Et pourtant, cette fierté du Made in Italy, Sa Majesté Tiramisù est trahie non seulement à l'étranger mais aussi chez nous : presque 1 fois sur 5 (19%) la recette originale du tiramisu est truquée au restaurant avec des ingrédients qui n'ont rien à voir avec son histoire.
Et ici, les clients des restaurants et des bars se voient servir des variantes de Tiramisu qui utilisent des ingrédients qui trahissent la tradition : de la ricotta à la crème végétale, des boissons à base de soja et d'avoine ou du riz au tofu, de l'huile de graines à la fécule de pomme de terre , des biscuits à la génoise en passant par yaourt avec élimination des œufs.
La plainte émane de Coldiretti à l'occasion de la journée internationale du tiramisu qui est célébrée le 21 mars.
La trahison du Made in Italy "consommée" aussi dans les bars, les pizzerias et même à la maison
Un tarot – souligne Coldiretti – qui implique tous les ambiantsi : restaurants, bars, pizzerias, mais aussi cuisines à domicile, avec des expérimentations pour ceux qui suivent des régimes végétaliens ou simplement pour proposer des variations sur le thème ou pour économiser sur le coût des desserts à proposer aux clients.
Une situation qui met en lumière un danger indulgence des restaurants nationaux envers les menus attrape-touristes ce qui risque de disqualifier l'offre œnogastronomique Made in Italy. La situation est certainement pire en dehors des frontières nationales où il est vraiment difficile de trouver des desserts préparés selon les indications traditionnelles.
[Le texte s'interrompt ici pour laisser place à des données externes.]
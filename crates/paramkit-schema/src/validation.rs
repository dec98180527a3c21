//! # Nested Validation
//!
//! [`Validator`] walks an instance tree and folds every node's rule failures
//! into one ordered list of qualified errors.
//!
//! ## Ordering
//!
//! At each node the local errors (as the rule engine reports them) come
//! first. Nested errors follow in attribute declaration order: a nested
//! instance contributes `attr.<childKey>`, a struct collection contributes
//! `attr[i].<childKey>` per element in sequence order. Elements without
//! errors contribute nothing.
//!
//! Traversal always terminates because instance trees are finite: a schema
//! cannot reference itself or an ancestor (named definitions must already be
//! defined when they are referenced).

use std::fmt;

use paramkit_core::KeyPath;
use serde::{Deserialize, Serialize};

use crate::instance::{AttributeValue, Instance};
use crate::rules::{RuleContext, RuleEngine};

/// One failure, keyed by its path from the validation root.
#[derive(Debug, Clone, PartialEq, Eq, Serialize, Deserialize)]
pub struct ValidationError {
    /// Qualified key, e.g. `sections[0].id`.
    pub key: String,
    /// Message produced by the rule engine.
    pub message: String,
}

impl ValidationError {
    pub fn new(key: impl Into<String>, message: impl Into<String>) -> Self {
        Self {
            key: key.into(),
            message: message.into(),
        }
    }

    /// Key and message as a sentence, e.g. `Post id can't be blank`.
    pub fn full_message(&self) -> String {
        if self.key == "base" {
            return self.message.clone();
        }
        format!("{} {}", humanize(&self.key), self.message)
    }
}

impl fmt::Display for ValidationError {
    fn fmt(&self, f: &mut fmt::Formatter<'_>) -> fmt::Result {
        write!(f, "{}: {}", self.key, self.message)
    }
}

fn humanize(key: &str) -> String {
    let spaced: String = key
        .chars()
        .map(|c| if c == '_' || c == '.' { ' ' } else { c })
        .collect();
    let mut chars = spaced.chars();
    match chars.next() {
        Some(first) => first.to_uppercase().chain(chars).collect(),
        None => String::new(),
    }
}

/// Ordered list of qualified validation errors.
#[derive(Debug, Clone, Default, PartialEq, Eq, Serialize, Deserialize)]
#[serde(transparent)]
pub struct ValidationErrors {
    errors: Vec<ValidationError>,
}

impl ValidationErrors {
    pub fn iter(&self) -> std::slice::Iter<'_, ValidationError> {
        self.errors.iter()
    }

    pub fn len(&self) -> usize {
        self.errors.len()
    }

    pub fn is_empty(&self) -> bool {
        self.errors.is_empty()
    }

    /// Messages reported under exactly `key`.
    pub fn messages_for(&self, key: &str) -> Vec<&str> {
        self.errors
            .iter()
            .filter(|e| e.key == key)
            .map(|e| e.message.as_str())
            .collect()
    }

    /// Distinct keys in first-reported order.
    pub fn keys(&self) -> Vec<&str> {
        let mut keys: Vec<&str> = Vec::new();
        for e in &self.errors {
            if !keys.contains(&e.key.as_str()) {
                keys.push(&e.key);
            }
        }
        keys
    }

    pub fn full_messages(&self) -> Vec<String> {
        self.errors.iter().map(ValidationError::full_message).collect()
    }

    /// `(key, message)` pairs, in order.
    pub fn pairs(&self) -> Vec<(&str, &str)> {
        self.errors
            .iter()
            .map(|e| (e.key.as_str(), e.message.as_str()))
            .collect()
    }

    pub fn into_vec(self) -> Vec<ValidationError> {
        self.errors
    }
}

impl fmt::Display for ValidationErrors {
    fn fmt(&self, f: &mut fmt::Formatter<'_>) -> fmt::Result {
        for (i, e) in self.errors.iter().enumerate() {
            if i > 0 {
                writeln!(f)?;
            }
            write!(f, "  {e}")?;
        }
        Ok(())
    }
}

impl<'a> IntoIterator for &'a ValidationErrors {
    type Item = &'a ValidationError;
    type IntoIter = std::slice::Iter<'a, ValidationError>;

    fn into_iter(self) -> Self::IntoIter {
        self.errors.iter()
    }
}

impl FromIterator<ValidationError> for ValidationErrors {
    fn from_iter<I: IntoIterator<Item = ValidationError>>(iter: I) -> Self {
        Self {
            errors: iter.into_iter().collect(),
        }
    }
}

/// Runs a rule engine over an instance tree.
#[derive(Debug)]
pub struct Validator<'e, E: RuleEngine + ?Sized> {
    engine: &'e E,
}

impl<'e, E: RuleEngine + ?Sized> Validator<'e, E> {
    pub fn new(engine: &'e E) -> Self {
        Self { engine }
    }

    /// Qualified errors for `instance` and every instance below it.
    pub fn validate(&self, instance: &Instance) -> ValidationErrors {
        let errors: ValidationErrors = self.collect(instance).into_iter().collect();
        if !errors.is_empty() {
            tracing::debug!(
                schema = instance.schema().name().unwrap_or("<anonymous>"),
                errors = errors.len(),
                "validation failed"
            );
        }
        errors
    }

    pub fn is_valid(&self, instance: &Instance) -> bool {
        self.collect(instance).is_empty()
    }

    fn collect(&self, instance: &Instance) -> Vec<ValidationError> {
        let ctx = RuleContext::for_instance(instance);
        let mut errors: Vec<ValidationError> = self
            .engine
            .check(&ctx)
            .into_iter()
            .map(|e| ValidationError::new(e.attribute, e.message))
            .collect();

        for (name, value) in instance.iter() {
            match value {
                AttributeValue::Struct(Some(child)) => {
                    let prefix = KeyPath::attr(name);
                    errors.extend(self.qualified(&prefix, child));
                }
                AttributeValue::StructCollection(items) => {
                    for (i, child) in items.iter().enumerate() {
                        let prefix = KeyPath::attr(name).index(i);
                        errors.extend(self.qualified(&prefix, child));
                    }
                }
                _ => {}
            }
        }
        errors
    }

    fn qualified(&self, prefix: &KeyPath, child: &Instance) -> Vec<ValidationError> {
        self.collect(child)
            .into_iter()
            .map(|e| ValidationError::new(prefix.qualify(&e.key), e.message))
            .collect()
    }
}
Mais ce qui est grave, c'est que la trahison a souvent lieu dans la patrie où le Tiramisù devrait être considéré comme une fierté nationale et donc vénéré et respecté.
Cependant, à l'étranger, notre gâteau est en bonne compagnie en ce qui concerne les contrefaçons : parmi les spécialités les plus traditionnelles du Made in Italy "trahis" à table il y a aussi la carbonara à la crème (24%), pâtes au pesto proposées avec des amandes, des noix ou des pistaches à la place des pignons de pin et avec le fromage commun qui remplace l'omniprésent Parmigiano Reggiano et le pecorino romano (23%) ou le pasta alla Norma avec un fromage autre que la ricotta salata (19%).
La recette du tiramisu n'est pas présente dans les livres de cuisine antérieurs aux années 1980. Le dictionnaire de la langue italienne Sabatini Coletti fait remonter la première mention du nom à XNUMX, attribuant son origine à la Vénétie.
Origines incertaines et contestées
L'expert en gastronomie et en vin Giuseppe Maffioli avec Annibale Toffolo, dans le magazine Vin Veneto, un magazine trimestriel de vin, grappa, gastronomie et humanité diverse de la région de Vénétie de 1981, historiciser la préparation du dessert entre la fin des années 60 et le début des années 70, le localisant au restaurant "Alle Beccherie" à Trévise, géré par la famille Campeol, par un chef pâtissier qui avait travaillé en Allemagne, Roberto "Loly" Linguanotto, qui voulait recréer les types de desserts vus dans son expérience à l'étranger Maffioli identifié tiramisu parmi les desserts à la cuillère façon Habsbourg, même si, essentiellement, il le définit comme une variante de la bagatelle. Roberto Linguanotto, dans une interview, précise que la première recette dérive du "sbatudin", un mélange de jaune d'œuf battu avec du sucre, couramment utilisé par les familles paysannes comme tonique, auquel on a simplement ajouté du mascarpone. Les experts en gastronomie et en vin Gigi Padovani et Clara Vada Padovani s'accordent à dire que la recette de Linguanotto a été la première à être codifiée dans un livre en 1983.
Cependant, il existe d'autres restaurants à Trévise.Cependant, il existe d'autres restaurants à Trévise auxquels les paternité du dessert. Une version concerne le restaurant « Al Camín“, avec la création au milieu des années 50 par le chef Speranza Bon d'une 'tasse impériale' faite avec les ingrédients classiques du tiramisu, mais qui ne porte pas ce nom ; une autre version déplace l'origine à la place de l'hôtel "Al Fogher", voisin du restaurant "Al Camín", ouvert plus tard par Speranza Bon et son mari Ottorino Garatti. Il y a aussi un différend sur les origines "El Toula".